Jon Morosi is reporting that the Toronto Blue Jays have acquired Sergio Santos from the Chicago White Sox in exchange for highly rated pitching prospect Nestor Molina. The move represents two clear and different directions for both clubs, with the Jays moving forward to improve their roster and the White Sox beginning their rumoured rebuild in earnest.
Before we look deeper at Santos numbers as a pitcher (he was formerly a shortstop in the Blue Jays orgnaization), we have to mention his incredibly team friendly contract. Santos signed an extension with the White Sox this September that will guarantee him a paltry $8.25 million over the next three years, with three club options after that. Here’s how it breaks down:
- 2012: $1 million,
- 2013: $2.75 million,
- 2014: $3.75 million,
- 2015: $6 million club option,
- 2016: $8 million club option,
- 2017: $8.75 million club option.
Each option has a $750,000 buyout.
This contract is the very definition of risk mitigation, and it’s a good thing, because as good as Santos’ 95 miles per hour 4-seam fastball might look and as good as his 2.97 career FIP in 115 innings pitched might appear, there is an issue with control and command.
The bad news is that the 28 year old right hander has a high 11.1% walk rate in two seasons. The good news is that he also has a 29.9% career strikeout rate, including the fourth highest strike out rate (35.4%) in the league last season. The good side of relievers like this is David Robertson, Carlos Marmol and Jonny Venters. The bad side of relievers like this is Kevin Gregg, Jose Veras and Miguel Batista.
Fortunately for Blue Jays fans, Santos’ increasing swinging strike numbers have more in common with the good side of that equation than the bad. When you’re capable of striking guys out, the impact of walks isn’t as bad as when you’re pitching to contact.
In order to acquire Santos and fill an immediate need, the Blue Jays give up prospect Nestor Molina, another shortstop converted to pitcher that some fans were prematurely suggesting might be a closing option for Toronto in 2012.
John Sickles of Minor League Ball was especially high on Molina suggesting that:
Ranking the Blue Jays pitching prospects is quite difficult. Although Molina hasn’t received as much press as some of the other guys, his performance was impeccable, I think his stuff is underrated, and he’ll get to the majors sooner than the others. Despite his season, he is still underrated by a lot of people.
New Hampshire Fisher Cats manager Sal Fasano also had this to say:
Nestor is an unbelievable athlete. When he’s on the mound it’s like having a shortstop that’s pitching, which is great. Obviously his numbers speak for themselves– he absolutely dealt when he was with us– but what he is is, he’s a control guy, and he throws strikes, and he’s got a really good split-finger. What he does is, he works so fast, to the point where the hitters are always uncomfortable. So it’s kind of like the old adage of, you know, work fast, throw strikes, and expand the strike zone, and he does it to a T. He does a tremendous job with it, and I’m really excited to see how the competition moves up in Spring Training, and maybe he will have an opportunity.
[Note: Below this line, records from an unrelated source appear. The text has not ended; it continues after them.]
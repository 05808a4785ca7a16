//! Desktop front end: lists, inputs and previews around an [`editor::EditorSession`].
mod app;
pub mod preview;

use std::path::PathBuf;

use editor::EditorConfig;

pub use crate::app::EditorApp;

/// Opens the editor window and blocks until it is closed.
pub fn run(initial: Option<PathBuf>) -> Result<(), eframe::Error> {
    let native_options = eframe::NativeOptions {
        viewport: egui::ViewportBuilder::default()
            .with_title("HTML Editor")
            .with_inner_size([1180.0, 780.0])
            .with_min_inner_size([860.0, 560.0])
            .with_drag_and_drop(true),
        ..Default::default()
    };

    eframe::run_native(
        "htmledit",
        native_options,
        Box::new(move |_cc| Ok(Box::new(EditorApp::new(EditorConfig::default(), initial)))),
    )
}
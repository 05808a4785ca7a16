use crate::{Id, Node};

/// Numbers every node in document order, starting at 1 for the root.
/// Existing ids are overwritten so a freshly parsed tree always gets dense ids.
pub fn assign_node_ids(root: &mut Node) {
    let mut next: u32 = 1;
    let mut stack: Vec<&mut Node> = vec![root];
    while let Some(node) = stack.pop() {
        node.set_id(Id(next));
        next = next.wrapping_add(1);
        if let Some(children) = node.children_mut() {
            // Reverse so children are numbered in document order.
            stack.extend(children.iter_mut().rev());
        }
    }
}

/// Visits every node in document order (pre-order). The callback also receives the
/// nearest enclosing element name, which raw-text consumers need.
pub fn walk_preorder<'a>(root: &'a Node, mut visit: impl FnMut(&'a Node, Option<&'a str>)) {
    let mut stack: Vec<(&'a Node, Option<&'a str>)> = vec![(root, None)];
    while let Some((node, parent_name)) = stack.pop() {
        visit(node, parent_name);
        let scope = node.element_name().or(parent_name);
        for child in node.children().iter().rev() {
            stack.push((child, scope));
        }
    }
}

pub fn find_node_by_id(node: &Node, id: Id) -> Option<&Node> {
    let mut stack = vec![node];
    while let Some(current) = stack.pop() {
        if current.id() == id {
            return Some(current);
        }
        stack.extend(current.children().iter().rev());
    }
    None
}

pub fn find_node_by_id_mut(node: &mut Node, id: Id) -> Option<&mut Node> {
    let mut stack = vec![node];
    while let Some(current) = stack.pop() {
        if current.id() == id {
            return Some(current);
        }
        if let Some(children) = current.children_mut() {
            stack.extend(children.iter_mut().rev());
        }
    }
    None
}
use std::path::{Path, PathBuf};
use std::process::ExitCode;

use mimalloc::MiMalloc;

#[global_allocator]
static GLOBAL: MiMalloc = MiMalloc;

const USAGE: &str = "usage: htmledit [PATH]\n\nOpens PATH (an HTML file) if given. Set RUST_LOG for logs.";

fn main() -> ExitCode {
    env_logger::init();

    let mut args = std::env::args_os().skip(1);
    let initial = args.next().map(PathBuf::from);
    if initial
        .as_deref()
        .and_then(Path::to_str)
        .is_some_and(|arg| arg == "-h" || arg == "--help")
    {
        println!("{USAGE}");
        return ExitCode::SUCCESS;
    }
    if args.next().is_some() {
        eprintln!("{USAGE}");
        return ExitCode::FAILURE;
    }

    log::info!("starting htmledit {}", env!("CARGO_PKG_VERSION"));
    match ui::run(initial) {
        Ok(()) => ExitCode::SUCCESS,
        Err(err) => {
            log::error!("window failed: {err}");
            eprintln!("htmledit: {err}");
            ExitCode::FAILURE
        }
    }
}
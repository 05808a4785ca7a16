use crate::tokenizer::{is_rawtext_element, is_rcdata_element, is_void_element};
use crate::types::{Attributes, Id, Node, Token, TokenStream};

/// Whether a start tag leaves nothing open. `/>` only counts on void elements, on
/// raw-text elements the tokenizer gave no body, and inside `<svg>`/`<math>`;
/// `<div/>` opens a `div` like a browser would.
fn closes_immediately(name: &str, self_closing: bool, in_foreign: bool) -> bool {
    is_void_element(name)
        || (self_closing && (in_foreign || is_rawtext_element(name) || is_rcdata_element(name)))
}

fn is_foreign_root(name: &str) -> bool {
    name == "svg" || name == "math"
}

/// Builds a tree from a token stream. Never fails: stray end tags are dropped and
/// elements still open at end of input are closed implicitly.
pub fn build_dom(stream: &TokenStream) -> Node {
    let atoms = stream.atoms();
    let mut arena = NodeArena::new();
    let root_index = arena.push(ArenaNode::Document {
        doctype: None,
        children: Vec::new(),
    });

    // (arena index, inside foreign content)
    let mut open_elements: Vec<(usize, bool)> = Vec::new();

    for token in stream.tokens() {
        let (parent_index, parent_foreign) = open_elements
            .last()
            .copied()
            .unwrap_or((root_index, false));
        match token {
            Token::Doctype(s) => {
                arena.set_doctype(root_index, s.clone());
            }
            Token::Comment(c) => {
                arena.add_child(parent_index, ArenaNode::Comment(c.clone()));
            }
            Token::Raw(r) => {
                arena.add_child(parent_index, ArenaNode::Raw(r.clone()));
            }
            Token::Text(txt) => {
                if !txt.is_empty() {
                    arena.add_child(parent_index, ArenaNode::Text(txt.clone()));
                }
            }
            Token::StartTag {
                name,
                attributes,
                self_closing,
            } => {
                let attributes = attributes
                    .iter()
                    .map(|(k, v)| (atoms.resolve(*k).to_string(), v.clone()))
                    .collect();
                let name = atoms.resolve(*name);
                let in_foreign = parent_foreign || is_foreign_root(name);
                let new_index = arena.add_child(
                    parent_index,
                    ArenaNode::Element {
                        name: name.to_string(),
                        attributes,
                        children: Vec::new(),
                    },
                );
                if !closes_immediately(name, *self_closing, in_foreign) {
                    open_elements.push((new_index, in_foreign));
                }
            }
            Token::EndTag(name) => {
                let target = atoms.resolve(*name);
                // Only unwind when the element is actually open; a stray `</p>` must not
                // close everything above it.
                if let Some(pos) = open_elements
                    .iter()
                    .rposition(|&(index, _)| arena.is_element_named(index, target))
                {
                    open_elements.truncate(pos);
                } else {
                    log::trace!(target: "html.dom_builder", "ignoring stray </{target}>");
                }
            }
        }
    }

    if !open_elements.is_empty() {
        log::trace!(
            target: "html.dom_builder",
            "{} element(s) left open at end of input",
            open_elements.len()
        );
    }

    arena.into_dom(root_index)
}

#[derive(Debug)]
enum ArenaNode {
    Document {
        doctype: Option<String>,
        children: Vec<usize>,
    },
    Element {
        name: String,
        attributes: Attributes,
        children: Vec<usize>,
    },
    Text(String),
    Comment(String),
    Raw(String),
}

impl ArenaNode {
    fn children(&self) -> &[usize] {
        match self {
            ArenaNode::Document { children, .. } | ArenaNode::Element { children, .. } => {
                children
            }
            ArenaNode::Text(_) | ArenaNode::Comment(_) | ArenaNode::Raw(_) => &[],
        }
    }
}

#[derive(Debug)]
struct NodeArena {
    nodes: Vec<ArenaNode>,
}

impl NodeArena {
    fn new() -> Self {
        Self { nodes: Vec::new() }
    }

    fn push(&mut self, node: ArenaNode) -> usize {
        let index = self.nodes.len();
        self.nodes.push(node);
        index
    }

    fn add_child(&mut self, parent_index: usize, child: ArenaNode) -> usize {
        let child_index = self.push(child);
        if let ArenaNode::Document { children, .. } | ArenaNode::Element { children, .. } =
            &mut self.nodes[parent_index]
        {
            children.push(child_index);
        }
        child_index
    }

    fn set_doctype(&mut self, root_index: usize, value: String) {
        if let ArenaNode::Document { doctype, .. } = &mut self.nodes[root_index] {
            // First doctype wins, later ones are dropped like a browser would.
            doctype.get_or_insert(value);
        }
    }

    fn is_element_named(&self, node_index: usize, target: &str) -> bool {
        match &self.nodes[node_index] {
            ArenaNode::Element { name, .. } => name.eq_ignore_ascii_case(target),
            _ => false,
        }
    }

    fn into_dom(self, root_index: usize) -> Node {
        let mut nodes = self.nodes;
        let mut built_nodes: Vec<Node> = Vec::with_capacity(nodes.len());

        fn take_children(n: usize, built: &mut Vec<Node>) -> Vec<Node> {
            let start = built.len().saturating_sub(n);
            built.split_off(start)
        }

        // Iterative postorder traversal over the arena so deeply nested input cannot
        // overflow the stack:
        // - First visit schedules the node again (visited=true) and pushes its children.
        // - On the second visit all descendants are built, and the direct children are the
        //   last `child_count` entries of `built_nodes`, in original order.
        let mut stack: Vec<(usize, bool)> = vec![(root_index, false)];

        while let Some((node_index, visited)) = stack.pop() {
            if !visited {
                stack.push((node_index, true));
                for &child_index in nodes[node_index].children().iter().rev() {
                    stack.push((child_index, false));
                }
                continue;
            }

            let node = match &mut nodes[node_index] {
                ArenaNode::Document { doctype, children } => Node::Document {
                    id: Id::UNSET,
                    doctype: doctype.take(),
                    children: take_children(children.len(), &mut built_nodes),
                },
                ArenaNode::Element {
                    name,
                    attributes,
                    children,
                } => Node::Element {
                    id: Id::UNSET,
                    name: std::mem::take(name),
                    attributes: std::mem::take(attributes),
                    children: take_children(children.len(), &mut built_nodes),
                },
                ArenaNode::Text(text) => Node::Text {
                    id: Id::UNSET,
                    text: std::mem::take(text),
                },
                ArenaNode::Comment(text) => Node::Comment {
                    id: Id::UNSET,
                    text: std::mem::take(text),
                },
                ArenaNode::Raw(text) => Node::Raw {
                    id: Id::UNSET,
                    text: std::mem::take(text),
                },
            };

            built_nodes.push(node);
        }

        debug_assert_eq!(built_nodes.len(), 1, "dom builder should build one root");
        built_nodes.pop().unwrap_or(Node::Document {
            id: Id::UNSET,
            doctype: None,
            children: Vec::new(),
        })
    }
}

#[cfg(test)]
mod tests {
    use super::*;
    use crate::tokenize;
    use crate::types::AtomTable;

    fn element_names(node: &Node, out: &mut Vec<String>) {
        if let Some(name) = node.element_name() {
            out.push(name.to_string());
        }
        for c in node.children() {
            element_names(c, out);
        }
    }

    #[test]
    fn build_dom_nests_and_closes() {
        let dom = build_dom(&tokenize("<html><body><p>a<b>b</b></p>c</body></html>"));
        let html = &dom.children()[0];
        let body = &html.children()[0];
        assert!(body.is_element_named("body"));
        assert_eq!(body.children().len(), 2);
        assert_eq!(body.children()[1].text(), Some("c"));
    }

    #[test]
    fn stray_end_tag_does_not_unwind_open_elements() {
        let dom = build_dom(&tokenize("<div><span>x</p>y</span>z</div>"));
        let div = &dom.children()[0];
        let span = &div.children()[0];
        assert_eq!(span.children().len(), 2, "got: {dom:?}");
        assert_eq!(div.children()[1].text(), Some("z"));
    }

    #[test]
    fn void_elements_never_take_children() {
        let dom = build_dom(&tokenize("<p><img src=a.png>after</p>"));
        let p = &dom.children()[0];
        assert_eq!(p.children().len(), 2);
        assert!(p.children()[0].children().is_empty());
    }

    #[test]
    fn self_closing_slash_is_ignored_on_html_elements() {
        let dom = build_dom(&tokenize("<div/><span>in div</span></div><p>after</p>"));
        let mut names = Vec::new();
        element_names(&dom, &mut names);
        assert_eq!(names, vec!["div", "span", "p"]);
        assert_eq!(dom.children().len(), 2, "got: {dom:?}");
    }

    #[test]
    fn self_closing_slash_closes_foreign_and_raw_text_elements() {
        let dom = build_dom(&tokenize(
            r#"<svg><path d="M0"/><circle/></svg><script src="x.js"/><p>x</p>"#,
        ));
        let svg = &dom.children()[0];
        assert_eq!(svg.children().len(), 2, "got: {dom:?}");
        assert!(svg.children().iter().all(|c| c.children().is_empty()));
        assert_eq!(dom.children().len(), 3);
        assert!(dom.children()[2].is_element_named("p"));
    }

    #[test]
    fn unclosed_elements_are_closed_at_end() {
        let dom = build_dom(&tokenize("<ul><li>one<li>two"));
        let mut names = Vec::new();
        element_names(&dom, &mut names);
        assert_eq!(names, vec!["ul", "li", "li"]);
    }

    #[test]
    fn first_doctype_wins() {
        let dom = build_dom(&tokenize("<!DOCTYPE html><!doctype other><p>x</p>"));
        assert!(matches!(
            &dom,
            Node::Document { doctype: Some(d), .. } if d == "DOCTYPE html"
        ));
    }

    #[test]
    fn build_dom_stress_deep_nesting() {
        let depth: usize = 10_000;
        let mut tokens = Vec::with_capacity(depth * 2);
        let mut atoms = AtomTable::new();
        let div = atoms.intern_ascii_lowercase("div");

        for _ in 0..depth {
            tokens.push(Token::StartTag {
                name: div,
                attributes: Vec::new(),
                self_closing: false,
            });
        }
        for _ in 0..depth {
            tokens.push(Token::EndTag(div));
        }

        let dom = build_dom(&TokenStream::new(tokens, atoms));

        let mut current = &dom;
        let mut seen = 0usize;
        loop {
            match current {
                Node::Document { children, .. } => {
                    assert_eq!(children.len(), 1);
                    current = &children[0];
                }
                Node::Element { name, children, .. } => {
                    assert_eq!(name, "div");
                    seen += 1;
                    if seen == depth {
                        assert!(children.is_empty());
                        break;
                    }
                    assert_eq!(children.len(), 1);
                    current = &children[0];
                }
                _ => panic!("unexpected leaf node before reaching depth"),
            }
        }
    }
}
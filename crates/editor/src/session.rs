use std::path::{Path, PathBuf};

use crate::config::EditorConfig;
use crate::document::Document;
use crate::error::{EditorError, EditorResult};
use crate::index::{DocumentIndex, LinkView};
use crate::mutate::{replace_image_source, replace_link_target, replace_text_content};
use crate::persist;
use crate::search::search;
use crate::selection::{SelectionState, ViewKind};

/// One editing session: at most one open document, its views, the current picks
/// and the search state.
///
/// Every successful open or replace rebuilds the index from scratch, clears the
/// picks and reruns the current search query.
#[derive(Debug, Default)]
pub struct EditorSession {
    config: EditorConfig,
    document: Option<Document>,
    index: DocumentIndex,
    selection: SelectionState,
    query: String,
    results: Vec<String>,
}

impl EditorSession {
    pub fn new(config: EditorConfig) -> Self {
        Self {
            config,
            ..Self::default()
        }
    }

    pub fn config(&self) -> &EditorConfig {
        &self.config
    }

    /// Loads `path`, replacing the current document. On failure nothing changes.
    pub fn open_file(&mut self, path: impl AsRef<Path>) -> EditorResult<()> {
        let path = path.as_ref();
        let doc = persist::load(path)?;
        self.selection.set_file_path(path);
        self.document = Some(doc);
        self.refresh();
        Ok(())
    }

    pub fn select_image(&mut self, value: impl Into<String>) {
        self.selection.select(ViewKind::Image, value);
    }

    pub fn select_link(&mut self, view: LinkView, value: impl Into<String>) {
        self.selection.select(view.into(), value);
    }

    pub fn select_text(&mut self, value: impl Into<String>) {
        self.selection.select(ViewKind::Text, value);
    }

    /// Rewrites the selected image source. Returns the number of nodes changed;
    /// `0` with nothing selected.
    pub fn replace_image(&mut self, new_value: &str) -> usize {
        let policy = self.config.replace.images;
        self.replace_selected(ViewKind::Image, |doc, index, old| {
            replace_image_source(doc, index, old, new_value, policy)
        })
    }

    pub fn replace_link(&mut self, view: LinkView, new_value: &str) -> usize {
        let policy = self.config.replace.links;
        self.replace_selected(view.into(), |doc, index, old| {
            replace_link_target(doc, index, old, new_value, policy)
        })
    }

    pub fn replace_text(&mut self, new_value: &str) -> usize {
        let policy = self.config.replace.text;
        self.replace_selected(ViewKind::Text, |doc, index, old| {
            replace_text_content(doc, index, old, new_value, policy)
        })
    }

    fn replace_selected(
        &mut self,
        kind: ViewKind,
        apply: impl FnOnce(&mut Document, &DocumentIndex, &str) -> usize,
    ) -> usize {
        let Some(old) = self.selection.selected(kind).map(str::to_owned) else {
            log::debug!(target: "editor.session", "replace {kind:?} with nothing selected");
            return 0;
        };
        let Some(doc) = self.document.as_mut() else {
            log::debug!(target: "editor.session", "replace {kind:?} with no document");
            return 0;
        };
        let replaced = apply(doc, &self.index, &old);
        self.refresh();
        replaced
    }

    /// Updates the query and recomputes the results.
    pub fn set_search_query(&mut self, query: impl Into<String>) {
        self.query = query.into();
        self.results = search(self.index.text_nodes(), &self.query);
    }

    /// Writes the current tree back to the file it was loaded from.
    pub fn overwrite_file(&mut self) -> EditorResult<PathBuf> {
        let doc = self.document.as_ref().ok_or(EditorError::NoDocument)?;
        let path = doc.path().to_path_buf();
        persist::save(doc, &path, &self.config.save)?;
        Ok(path)
    }

    pub fn document(&self) -> Option<&Document> {
        self.document.as_ref()
    }

    pub fn index(&self) -> &DocumentIndex {
        &self.index
    }

    pub fn file_path(&self) -> Option<&Path> {
        self.selection.file_path()
    }

    pub fn selection(&self) -> &SelectionState {
        &self.selection
    }

    pub fn image_sources(&self) -> Vec<&str> {
        self.index.image_sources()
    }

    pub fn link_targets(&self, view: LinkView) -> Vec<&str> {
        self.index.link_targets(view)
    }

    pub fn text_contents(&self) -> Vec<&str> {
        self.index.text_contents()
    }

    pub fn search_query(&self) -> &str {
        &self.query
    }

    pub fn search_results(&self) -> &[String] {
        &self.results
    }

    fn refresh(&mut self) {
        self.index = match &self.document {
            Some(doc) => DocumentIndex::rebuild(doc),
            None => DocumentIndex::default(),
        };
        self.selection.clear_selections();
        self.results = search(self.index.text_nodes(), &self.query);
    }
}
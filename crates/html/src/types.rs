use std::collections::HashMap;

pub type NodeId = u32;

/// Stable identity of a node inside one parsed tree. `Id(0)` means "not yet assigned".
#[derive(Clone, Copy, Debug, PartialEq, Eq, Hash, PartialOrd, Ord)]
pub struct Id(pub NodeId);

impl Id {
    pub const UNSET: Id = Id(0);
}

#[derive(Clone, Copy, Debug, PartialEq, Eq, Hash)]
pub struct AtomId(u32);

/// Interns lowercased tag and attribute names so the token stream does not
/// allocate one `String` per name occurrence.
#[derive(Debug, Default)]
pub struct AtomTable {
    names: Vec<String>,
    lookup: HashMap<String, AtomId>,
}

impl AtomTable {
    pub fn new() -> Self {
        Self::default()
    }

    pub fn intern_ascii_lowercase(&mut self, name: &str) -> AtomId {
        let lowered;
        let key = if name.bytes().any(|b| b.is_ascii_uppercase()) {
            lowered = name.to_ascii_lowercase();
            lowered.as_str()
        } else {
            name
        };
        if let Some(id) = self.lookup.get(key) {
            return *id;
        }
        let id = AtomId(self.names.len() as u32);
        self.names.push(key.to_string());
        self.lookup.insert(key.to_string(), id);
        id
    }

    pub fn resolve(&self, id: AtomId) -> &str {
        self.names
            .get(id.0 as usize)
            .map(String::as_str)
            .unwrap_or("")
    }

    pub fn len(&self) -> usize {
        self.names.len()
    }

    pub fn is_empty(&self) -> bool {
        self.names.is_empty()
    }
}

#[derive(Debug)]
pub enum Token {
    Doctype(String),
    StartTag {
        name: AtomId,
        attributes: Vec<(AtomId, Option<String>)>,
        self_closing: bool,
    },
    EndTag(AtomId),
    Comment(String),
    Text(String),
    /// Markup kept byte-for-byte, delimiters included (`<?xml …?>`, `<![CDATA[…]]>`).
    Raw(String),
}

#[derive(Debug)]
pub struct TokenStream {
    tokens: Vec<Token>,
    atoms: AtomTable,
}

impl TokenStream {
    pub fn new(tokens: Vec<Token>, atoms: AtomTable) -> Self {
        Self { tokens, atoms }
    }

    pub fn tokens(&self) -> &[Token] {
        &self.tokens
    }

    pub fn atoms(&self) -> &AtomTable {
        &self.atoms
    }

    pub fn iter(&self) -> std::slice::Iter<'_, Token> {
        self.tokens.iter()
    }
}

pub type Attributes = Vec<(String, Option<String>)>;

#[derive(Debug, Clone, PartialEq, Eq)]
pub enum Node {
    Document {
        id: Id,
        doctype: Option<String>,
        children: Vec<Node>,
    },
    Element {
        id: Id,
        name: String,
        attributes: Attributes,
        children: Vec<Node>,
    },
    Text {
        id: Id,
        text: String,
    },
    Comment {
        id: Id,
        text: String,
    },
    Raw {
        id: Id,
        text: String,
    },
}

impl Node {
    pub fn id(&self) -> Id {
        match self {
            Node::Document { id, .. }
            | Node::Element { id, .. }
            | Node::Text { id, .. }
            | Node::Comment { id, .. }
            | Node::Raw { id, .. } => *id,
        }
    }

    pub fn set_id(&mut self, new_id: Id) {
        match self {
            Node::Document { id, .. }
            | Node::Element { id, .. }
            | Node::Text { id, .. }
            | Node::Comment { id, .. }
            | Node::Raw { id, .. } => *id = new_id,
        }
    }

    pub fn children(&self) -> &[Node] {
        match self {
            Node::Document { children, .. } | Node::Element { children, .. } => children,
            _ => &[],
        }
    }

    pub fn children_mut(&mut self) -> Option<&mut Vec<Node>> {
        match self {
            Node::Document { children, .. } | Node::Element { children, .. } => Some(children),
            _ => None,
        }
    }

    pub fn element_name(&self) -> Option<&str> {
        match self {
            Node::Element { name, .. } => Some(name),
            _ => None,
        }
    }

    pub fn is_element_named(&self, target: &str) -> bool {
        self.element_name()
            .is_some_and(|name| name.eq_ignore_ascii_case(target))
    }

    /// First value of attribute `key`. A bare attribute (`<a download>`) yields `Some("")`.
    pub fn attr(&self, key: &str) -> Option<&str> {
        let Node::Element { attributes, .. } = self else {
            return None;
        };
        attributes
            .iter()
            .find(|(k, _)| k.eq_ignore_ascii_case(key))
            .map(|(_, v)| v.as_deref().unwrap_or(""))
    }

    pub fn has_attr(&self, key: &str) -> bool {
        self.attr(key).is_some()
    }

    /// Overwrites the first `key` attribute, or appends one when absent.
    /// Returns `false` for non-element nodes.
    pub fn set_attr(&mut self, key: &str, value: &str) -> bool {
        let Node::Element { attributes, .. } = self else {
            return false;
        };
        match attributes
            .iter_mut()
            .find(|(k, _)| k.eq_ignore_ascii_case(key))
        {
            Some((_, v)) => *v = Some(value.to_string()),
            None => attributes.push((key.to_ascii_lowercase(), Some(value.to_string()))),
        }
        true
    }

    pub fn text(&self) -> Option<&str> {
        match self {
            Node::Text { text, .. } => Some(text),
            _ => None,
        }
    }

    /// Replaces the content of a text node. Returns `false` for any other node kind.
    pub fn set_text(&mut self, value: &str) -> bool {
        let Node::Text { text, .. } = self else {
            return false;
        };
        value.clone_into(text);
        true
    }
}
High praise, indeed. Here’s video of the soon to be 23 year old throwing:
Overall, it appears to be a good deal for both teams, although I’m leaning slightly toward the Blue Jays. Toronto needed bullpen help and as the free agent options grew less and less appealing, the Blue Jays somehow managed to acquire an elite or potentially elite reliever that wasn’t talked about a whole lot as being available.
It hurts to lose a prospect as highly regarded as Molina, and one who completely dominated the Minor League competition he saw at Single A and during his brief 22 inning audition at Double A last season. However, it takes good players to acquire good players, and to some degree, Blue Jays fans have been spoiled with Alex Anthopoulos’ trades to date which haven’t exactly followed that old adage. This one does, but it’s no less of an accomplishment for either side of the trade.
It’s worth mentioning that just as players at the big league level can be traded at the height of their value, so too can prospects. Molina is coming off an incredible season statistically in the Minor Leagues. Progression isn’t always linear though, and domination at one level one level doesn’t mean more domination the next year at a higher level. Having said that, it’s entirely possible that Molina becomes a very good starting pitcher for the White Sox in the future.
The Blue Jays maintain their build up to sustained success and the White Sox now begin their rebuild in earnest. I give the Blue Jays a slight edge for two reasons: 1) the terms of Santos’ contract are outstanding; and 2) the relatively young Santos has only been pitching professionally for three years and the results, already pretty spectacular, appear to be improving.